CIVS: A Collective-Intelligence Ensemble for Automated Software Vulnerability Scoring
- Autori: Mirtaheri, S.L.; Shahbazian, R.; Pascucci, V.; Movahedkor, N.; Pugliese, A.
- Anno di pubblicazione: 2025
- Tipologia: Articolo in rivista
- OA Link: http://hdl.handle.net/10447/692277
Abstract
Automated and accurate Common Vulnerability Scoring System (CVSS) labeling is required for quick patch processing. Large Language Models (LLMs) have shown impressive capabilities in understanding and generating human language; however, their performance can vary depending on factors like training data and architecture. LLMs may generate biased or irrelevant responses and mis-rank critical flaws.
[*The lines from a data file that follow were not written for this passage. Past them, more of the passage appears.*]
//! Property tests: block skipping never hides a match, and query results
//! agree with a brute-force scan.

mod common;

use proptest::prelude::*;
use tessera_core::predicate::{
    ByteIn, DoubleBetween, LongBetween, Not, Or, Predicate, ShortBetween, ShortIn, StringIn,
    StringLike,
};
use tessera_core::schema::{ColumnDef, ColumnType, Schema};
use tessera_core::{row, Row, Store, StoreConfig, Value};

fn build(schema: Schema, block_capacity: usize, rows: Vec<Row>) -> Store {
    let config = StoreConfig {
        block_capacity,
        default_increment: 3,
        ..Default::default()
    };
    let mut store = Store::new(schema, config).unwrap();
    store.add_all(rows).unwrap();
    store
}

/// Every block a matcher rejects must contain no matching row.
fn assert_sound(store: &Store, predicate: &dyn Predicate) -> Result<(), TestCaseError> {
    let matcher = predicate.prepare(store).unwrap();
    for block in store.blocks() {
        if !matcher.check_block(block) {
            for position in block.start()..block.end() {
                prop_assert!(
                    !matcher.check_value(position),
                    "block at {} rejected but row {} matches",
                    block.start(),
                    position
                );
            }
        }
    }
    Ok(())
}

fn short_store(values: &[i16], block_capacity: usize) -> Store {
    build(
        Schema::new(vec![ColumnDef::new("v", ColumnType::Short)]),
        block_capacity,
        values.iter().map(|v| row![*v]).collect(),
    )
}

proptest! {
    #[test]
    fn proptest_short_in_matches_scan(
        values in prop::collection::vec(-50i16..50, 0..200),
        wanted in prop::collection::vec(-50i16..50, 0..6),
        block_capacity in 1usize..32,
    ) {
        let store = short_store(&values, block_capacity);
        let predicate = ShortIn::new("v", wanted.clone());
        assert_sound(&store, &predicate)?;

        let expected: Vec<usize> = values
            .iter()
            .enumerate()
            .filter(|(_, v)| wanted.contains(v))
            .map(|(i, _)| i)
            .collect();
        prop_assert_eq!(store.select_positions(&[predicate.boxed()]).unwrap(), expected);
    }

    #[test]
    fn proptest_short_between_matches_scan(
        values in prop::collection::vec(any::<i16>(), 0..200),
        low in any::<i16>(),
        high in any::<i16>(),
        block_capacity in 1usize..32,
    ) {
        let store = short_store(&values, block_capacity);
        let predicate = ShortBetween::new("v", low, high);
        assert_sound(&store, &predicate)?;

        let expected = values.iter().filter(|v| low <= **v && **v <= high).count();
        prop_assert_eq!(store.count(&[predicate.boxed()]).unwrap(), expected);
    }

    #[test]
    fn proptest_multi_long_between(
        values in prop::collection::vec(prop::collection::vec(any::<i64>(), 0..4), 0..100),
        low in any::<i64>(),
        span in 0i64..1_000_000_000_000,
        block_capacity in 1usize..16,
    ) {
        let high = low.saturating_add(span);
        let store = build(
            Schema::new(vec![ColumnDef::new("m", ColumnType::MultiLong)]),
            block_capacity,
            values.iter().map(|v| row![v.clone()]).collect(),
        );
        let predicate = LongBetween::new("m", low, high);
        assert_sound(&store, &predicate)?;

        let expected = values
            .iter()
            .filter(|row| row.iter().any(|v| low <= *v && *v <= high))
            .count();
        prop_assert_eq!(store.count(&[predicate.boxed()]).unwrap(), expected);
    }

    #[test]
    fn proptest_ascii_like_on_plain_strings(
        values in prop::collection::vec("[a-dA-D ]{0,8}", 0..100),
        pattern in "[a-dA-D]{0,3}",
        block_capacity in 1usize..16,
    ) {
        let store = build(
            Schema::new(vec![ColumnDef::new("s", ColumnType::String)]),
            block_capacity,
            values.iter().map(|v| row![v.as_str()]).collect(),
        );
        let predicate = StringLike::new("s", &pattern);
        assert_sound(&store, &predicate)?;

        let needle = pattern.to_lowercase();
        let expected = values.iter().filter(|v| v.to_lowercase().contains(&needle)).count();
        prop_assert_eq!(store.count(&[predicate.boxed()]).unwrap(), expected);
    }

    #[test]
    fn proptest_dictionary_equality(
        values in prop::collection::vec(prop::option::of("[xyz]{1,2}"), 0..100),
        wanted in prop::collection::vec(prop::option::of("[xyz]{1,2}"), 0..4),
        block_capacity in 1usize..16,
    ) {
        let store = build(
            Schema::new(vec![ColumnDef::new("d", ColumnType::DictStringShort)]),
            block_capacity,
            values.iter().map(|v| row![v.as_deref()]).collect(),
        );
        let predicate = StringIn::nullable("d", wanted.clone());
        assert_sound(&store, &predicate)?;

        let expected = values.iter().filter(|v| wanted.contains(v)).count();
        prop_assert_eq!(store.count(&[predicate.boxed()]).unwrap(), expected);
    }

    #[test]
    fn proptest_not_and_or_partition_rows(
        values in prop::collection::vec(-3i8..10, 0..100),
        first in -3i8..10,
        second in -3i8..10,
        block_capacity in 1usize..16,
    ) {
        let store = build(
            Schema::new(vec![ColumnDef::new("b", ColumnType::Byte)]),
            block_capacity,
            values.iter().map(|v| row![*v]).collect(),
        );
        let either = || Or::new(vec![
            ByteIn::new("b", [first]).boxed(),
            ByteIn::new("b", [second]).boxed(),
        ]);
        assert_sound(&store, &either())?;
        assert_sound(&store, &Not::new(either()))?;

        let inside = store.count(&[either().boxed()]).unwrap();
        let outside = store.count(&[Not::new(either()).boxed()]).unwrap();
        prop_assert_eq!(inside + outside, values.len());
    }

    #[test]
    fn proptest_growth_keeps_values(
        values in prop::collection::vec(any::<f64>().prop_filter("finite", |v| v.is_finite()), 0..300),
    ) {
        let store = build(
            Schema::new(vec![ColumnDef::new("d", ColumnType::Double).with_increment(2)]),
            7,
            values.iter().map(|v| row![*v]).collect(),
        );
        prop_assert_eq!(store.len(), values.len());
        for (i, v) in values.iter().enumerate() {
            let row = store.row(i).unwrap();
            prop_assert_eq!(row.get(0), Some(&Value::Double(*v)));
        }

        let all = store.count(&[DoubleBetween::new("d", f64::MIN, f64::MAX).boxed()]).unwrap();
        prop_assert_eq!(all, values.len());
    }
}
This paper presents CIVS, a collective-intelligence framework that fuses GPT-4 with a fine-tuned GPT-3.5-Turbo via weighted aggregation and ensemble learning. CIVS can match or surpass the accuracy and cost-efficiency of a single large and expensive model while reducing the risk and enhancing the reliability. Evaluated on recent records of the National Vulnerability Database (NVD), CIVS reduces mean-squared error by 10% and improves macro-F1 to 0.76 compared with the strongest individual model. CIVS shows robustness even when challenged with GPT-generated “what-if” variations of vulnerability descriptions. Due to reusing existing models without adding any new trainable parameters, the framework remains cost-efficient while still generalizing to previously unseen vulnerabilities.